Copy each line below holding "transaction".

[[ Given data open ]]

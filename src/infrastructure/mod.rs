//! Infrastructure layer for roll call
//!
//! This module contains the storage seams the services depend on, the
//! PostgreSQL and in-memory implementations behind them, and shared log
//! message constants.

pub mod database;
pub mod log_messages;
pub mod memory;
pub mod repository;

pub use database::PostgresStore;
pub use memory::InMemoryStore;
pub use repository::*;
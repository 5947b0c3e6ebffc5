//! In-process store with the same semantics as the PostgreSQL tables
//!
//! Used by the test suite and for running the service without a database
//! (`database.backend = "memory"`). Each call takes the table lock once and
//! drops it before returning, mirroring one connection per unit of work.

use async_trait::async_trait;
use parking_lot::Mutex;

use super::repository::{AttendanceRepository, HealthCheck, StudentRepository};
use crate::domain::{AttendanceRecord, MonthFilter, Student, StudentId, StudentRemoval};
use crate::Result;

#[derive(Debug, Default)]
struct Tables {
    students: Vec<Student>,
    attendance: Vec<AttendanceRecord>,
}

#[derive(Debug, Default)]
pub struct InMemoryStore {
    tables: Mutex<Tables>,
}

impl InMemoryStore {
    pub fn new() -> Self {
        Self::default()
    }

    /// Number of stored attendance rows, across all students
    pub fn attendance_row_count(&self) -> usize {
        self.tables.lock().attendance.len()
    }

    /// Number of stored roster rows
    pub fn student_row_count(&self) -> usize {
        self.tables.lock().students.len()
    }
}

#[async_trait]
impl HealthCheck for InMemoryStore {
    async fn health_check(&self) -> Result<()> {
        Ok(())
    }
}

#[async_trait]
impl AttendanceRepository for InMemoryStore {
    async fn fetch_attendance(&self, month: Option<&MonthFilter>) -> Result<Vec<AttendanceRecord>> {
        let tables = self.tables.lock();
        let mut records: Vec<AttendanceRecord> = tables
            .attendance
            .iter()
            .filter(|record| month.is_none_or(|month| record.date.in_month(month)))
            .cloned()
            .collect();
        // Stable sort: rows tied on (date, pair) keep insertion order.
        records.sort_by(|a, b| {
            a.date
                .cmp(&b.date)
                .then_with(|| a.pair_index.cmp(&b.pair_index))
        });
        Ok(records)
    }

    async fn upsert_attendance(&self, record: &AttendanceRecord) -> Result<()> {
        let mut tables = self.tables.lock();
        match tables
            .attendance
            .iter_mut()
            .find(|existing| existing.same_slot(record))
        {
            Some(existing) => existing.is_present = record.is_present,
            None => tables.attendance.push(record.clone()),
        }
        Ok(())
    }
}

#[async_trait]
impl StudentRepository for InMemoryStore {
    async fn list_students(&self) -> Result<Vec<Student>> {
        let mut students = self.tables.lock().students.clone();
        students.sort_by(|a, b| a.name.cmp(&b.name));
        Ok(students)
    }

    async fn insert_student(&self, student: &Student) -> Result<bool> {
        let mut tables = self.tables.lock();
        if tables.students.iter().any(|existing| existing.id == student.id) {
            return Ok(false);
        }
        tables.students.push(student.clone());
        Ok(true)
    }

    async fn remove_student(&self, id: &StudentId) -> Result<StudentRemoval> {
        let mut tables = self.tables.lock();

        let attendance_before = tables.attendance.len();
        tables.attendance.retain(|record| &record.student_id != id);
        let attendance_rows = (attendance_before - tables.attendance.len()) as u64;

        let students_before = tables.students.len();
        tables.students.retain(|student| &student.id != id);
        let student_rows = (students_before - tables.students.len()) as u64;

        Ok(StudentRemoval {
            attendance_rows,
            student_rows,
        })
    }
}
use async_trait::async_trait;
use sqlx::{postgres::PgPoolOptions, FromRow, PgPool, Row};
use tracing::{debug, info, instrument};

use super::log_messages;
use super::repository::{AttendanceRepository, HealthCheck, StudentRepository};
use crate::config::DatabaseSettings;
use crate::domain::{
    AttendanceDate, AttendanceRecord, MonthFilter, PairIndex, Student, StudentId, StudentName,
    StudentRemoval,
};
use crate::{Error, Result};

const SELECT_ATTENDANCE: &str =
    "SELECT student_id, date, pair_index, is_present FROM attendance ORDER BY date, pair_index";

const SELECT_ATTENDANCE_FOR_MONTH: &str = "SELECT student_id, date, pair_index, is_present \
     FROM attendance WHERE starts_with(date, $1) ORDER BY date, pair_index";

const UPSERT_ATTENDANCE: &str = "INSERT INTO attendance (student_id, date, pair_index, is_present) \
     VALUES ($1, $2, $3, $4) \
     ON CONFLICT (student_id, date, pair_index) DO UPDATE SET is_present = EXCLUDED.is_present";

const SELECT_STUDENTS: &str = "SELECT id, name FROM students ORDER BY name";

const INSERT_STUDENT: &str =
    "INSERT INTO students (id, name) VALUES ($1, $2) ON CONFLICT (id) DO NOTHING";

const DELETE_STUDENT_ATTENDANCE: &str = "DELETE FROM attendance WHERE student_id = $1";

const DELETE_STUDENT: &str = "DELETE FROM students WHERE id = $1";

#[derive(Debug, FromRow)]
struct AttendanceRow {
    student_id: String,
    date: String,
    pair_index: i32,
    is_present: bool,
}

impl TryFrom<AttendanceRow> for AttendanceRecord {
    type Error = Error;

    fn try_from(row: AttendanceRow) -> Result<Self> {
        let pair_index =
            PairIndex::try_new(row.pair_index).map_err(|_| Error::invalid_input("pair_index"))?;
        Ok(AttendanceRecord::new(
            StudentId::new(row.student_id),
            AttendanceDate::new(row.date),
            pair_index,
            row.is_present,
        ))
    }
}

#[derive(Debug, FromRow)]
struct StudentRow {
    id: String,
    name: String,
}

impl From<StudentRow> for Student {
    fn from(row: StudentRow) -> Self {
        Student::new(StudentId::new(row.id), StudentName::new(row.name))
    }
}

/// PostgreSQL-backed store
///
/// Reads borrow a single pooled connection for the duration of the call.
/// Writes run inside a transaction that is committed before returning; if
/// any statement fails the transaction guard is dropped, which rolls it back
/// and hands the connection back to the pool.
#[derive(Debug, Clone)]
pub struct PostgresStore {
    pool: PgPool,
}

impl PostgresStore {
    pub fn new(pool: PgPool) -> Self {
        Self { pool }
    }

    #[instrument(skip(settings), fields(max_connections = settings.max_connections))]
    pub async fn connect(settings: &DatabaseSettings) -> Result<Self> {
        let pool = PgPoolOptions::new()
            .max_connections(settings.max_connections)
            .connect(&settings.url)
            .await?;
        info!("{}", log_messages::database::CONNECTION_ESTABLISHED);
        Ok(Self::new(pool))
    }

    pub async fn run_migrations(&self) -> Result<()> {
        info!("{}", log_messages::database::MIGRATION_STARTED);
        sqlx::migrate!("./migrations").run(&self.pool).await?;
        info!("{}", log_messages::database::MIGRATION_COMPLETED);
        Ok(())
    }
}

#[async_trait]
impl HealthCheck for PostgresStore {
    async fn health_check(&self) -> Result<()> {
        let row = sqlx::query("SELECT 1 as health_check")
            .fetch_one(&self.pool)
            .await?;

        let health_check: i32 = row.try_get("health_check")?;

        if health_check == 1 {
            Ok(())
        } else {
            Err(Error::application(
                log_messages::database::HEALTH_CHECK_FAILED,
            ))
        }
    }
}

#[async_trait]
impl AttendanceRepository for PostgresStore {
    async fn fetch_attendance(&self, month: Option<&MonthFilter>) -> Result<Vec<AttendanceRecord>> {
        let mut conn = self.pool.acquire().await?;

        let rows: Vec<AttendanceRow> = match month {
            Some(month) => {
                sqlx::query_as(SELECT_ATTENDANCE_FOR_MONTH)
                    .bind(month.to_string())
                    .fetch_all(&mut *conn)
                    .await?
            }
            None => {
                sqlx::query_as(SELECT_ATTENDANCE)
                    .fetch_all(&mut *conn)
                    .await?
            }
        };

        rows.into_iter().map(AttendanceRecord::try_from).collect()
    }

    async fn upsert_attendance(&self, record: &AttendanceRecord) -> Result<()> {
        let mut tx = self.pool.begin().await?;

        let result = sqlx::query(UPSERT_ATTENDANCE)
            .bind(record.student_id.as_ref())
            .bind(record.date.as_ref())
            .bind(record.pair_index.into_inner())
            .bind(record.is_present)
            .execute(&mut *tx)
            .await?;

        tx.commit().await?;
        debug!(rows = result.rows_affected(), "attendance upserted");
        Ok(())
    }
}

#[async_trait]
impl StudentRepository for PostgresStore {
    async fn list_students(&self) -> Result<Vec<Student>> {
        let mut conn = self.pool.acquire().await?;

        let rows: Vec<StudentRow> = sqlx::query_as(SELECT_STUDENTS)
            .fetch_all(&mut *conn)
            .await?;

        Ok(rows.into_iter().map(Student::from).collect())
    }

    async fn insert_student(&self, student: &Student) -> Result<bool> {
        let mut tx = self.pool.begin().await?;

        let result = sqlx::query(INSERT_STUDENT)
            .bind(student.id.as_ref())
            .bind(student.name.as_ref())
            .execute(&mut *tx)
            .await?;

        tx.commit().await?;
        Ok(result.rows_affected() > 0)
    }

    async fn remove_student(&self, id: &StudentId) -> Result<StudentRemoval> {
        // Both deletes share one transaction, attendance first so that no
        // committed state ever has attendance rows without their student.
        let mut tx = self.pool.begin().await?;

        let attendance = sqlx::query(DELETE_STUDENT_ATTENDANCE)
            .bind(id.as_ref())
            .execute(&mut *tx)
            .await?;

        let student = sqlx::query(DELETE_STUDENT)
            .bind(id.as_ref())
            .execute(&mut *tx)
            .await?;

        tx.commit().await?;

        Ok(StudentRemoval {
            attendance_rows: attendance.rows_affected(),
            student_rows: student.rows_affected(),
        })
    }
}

[[ Given data closed ]]

__Response to this task__.
/// Writes run inside a transaction that is committed before returning; if
/// any statement fails the transaction guard is dropped, which rolls it back
        // Both deletes share one transaction, attendance first so that no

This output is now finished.